What is being asked — Across the entries below, please work out how many lines contain the string "unwrap" and give only the number.

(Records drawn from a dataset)
::::::::
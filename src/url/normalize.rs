use crate::UrlError;
use url::Url;

/// Scheme applied to targets supplied without one
const DEFAULT_SCHEME: &str = "http://";

/// Normalizes a root target supplied by the operator
///
/// # Normalization Steps
///
/// 1. Trim surrounding whitespace
/// 2. Prefix `http://` when no scheme is present
/// 3. Parse the URL; reject if malformed
/// 4. Reject schemes other than HTTP and HTTPS
/// 5. Reject URLs without a host
/// 6. Remove the fragment
///
/// # Examples
///
/// ```
/// use sitetrawl::url::normalize_target;
///
/// let url = normalize_target("example.com").unwrap();
/// assert_eq!(url.as_str(), "http://example.com/");
///
/// let url = normalize_target("https://Example.com/docs#intro").unwrap();
/// assert_eq!(url.as_str(), "https://example.com/docs");
/// ```
pub fn normalize_target(raw: &str) -> Result<Url, UrlError> {
    let raw = raw.trim();
    if raw.is_empty() {
        return Err(UrlError::Parse("empty URL".to_string()));
    }

    let with_scheme = if has_scheme(raw) {
        raw.to_string()
    } else {
        format!("{}{}", DEFAULT_SCHEME, raw)
    };

    let url = Url::parse(&with_scheme).map_err(|e| UrlError::Parse(format!("{}: {}", raw, e)))?;
    validate_web_url(url)
}

/// Normalizes a URL discovered during a crawl
///
/// Unlike [`normalize_target`] no scheme is added: candidates must already be absolute.
/// Returns None for anything that is not an absolute HTTP(S) URL with a host, since
/// malformed discoveries are skipped silently.
pub fn normalize_discovered(raw: &str) -> Option<Url> {
    let url = Url::parse(raw.trim()).ok()?;
    validate_web_url(url).ok()
}

/// Checks the scheme and host of a parsed URL and strips its fragment
fn validate_web_url(mut url: Url) -> Result<Url, UrlError> {
    if url.scheme() != "http" && url.scheme() != "https" {
        return Err(UrlError::InvalidScheme(format!(
            "Only HTTP and HTTPS schemes are supported, got: {}",
            url.scheme()
        )));
    }

    match url.host_str() {
        Some(host) if !host.is_empty() => {}
        _ => return Err(UrlError::MissingDomain),
    }

    url.set_fragment(None);
    Ok(url)
}

/// Returns true if the string already carries an explicit `scheme://` prefix
fn has_scheme(raw: &str) -> bool {
    match raw.split_once("://") {
        Some((scheme, _)) => {
            !scheme.is_empty()
                && scheme
                    .chars()
                    .all(|c| c.is_ascii_alphanumeric() || c == '+' || c == '-' || c == '.')
        }
        None => false,
    }
}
::::::::
Reply — 2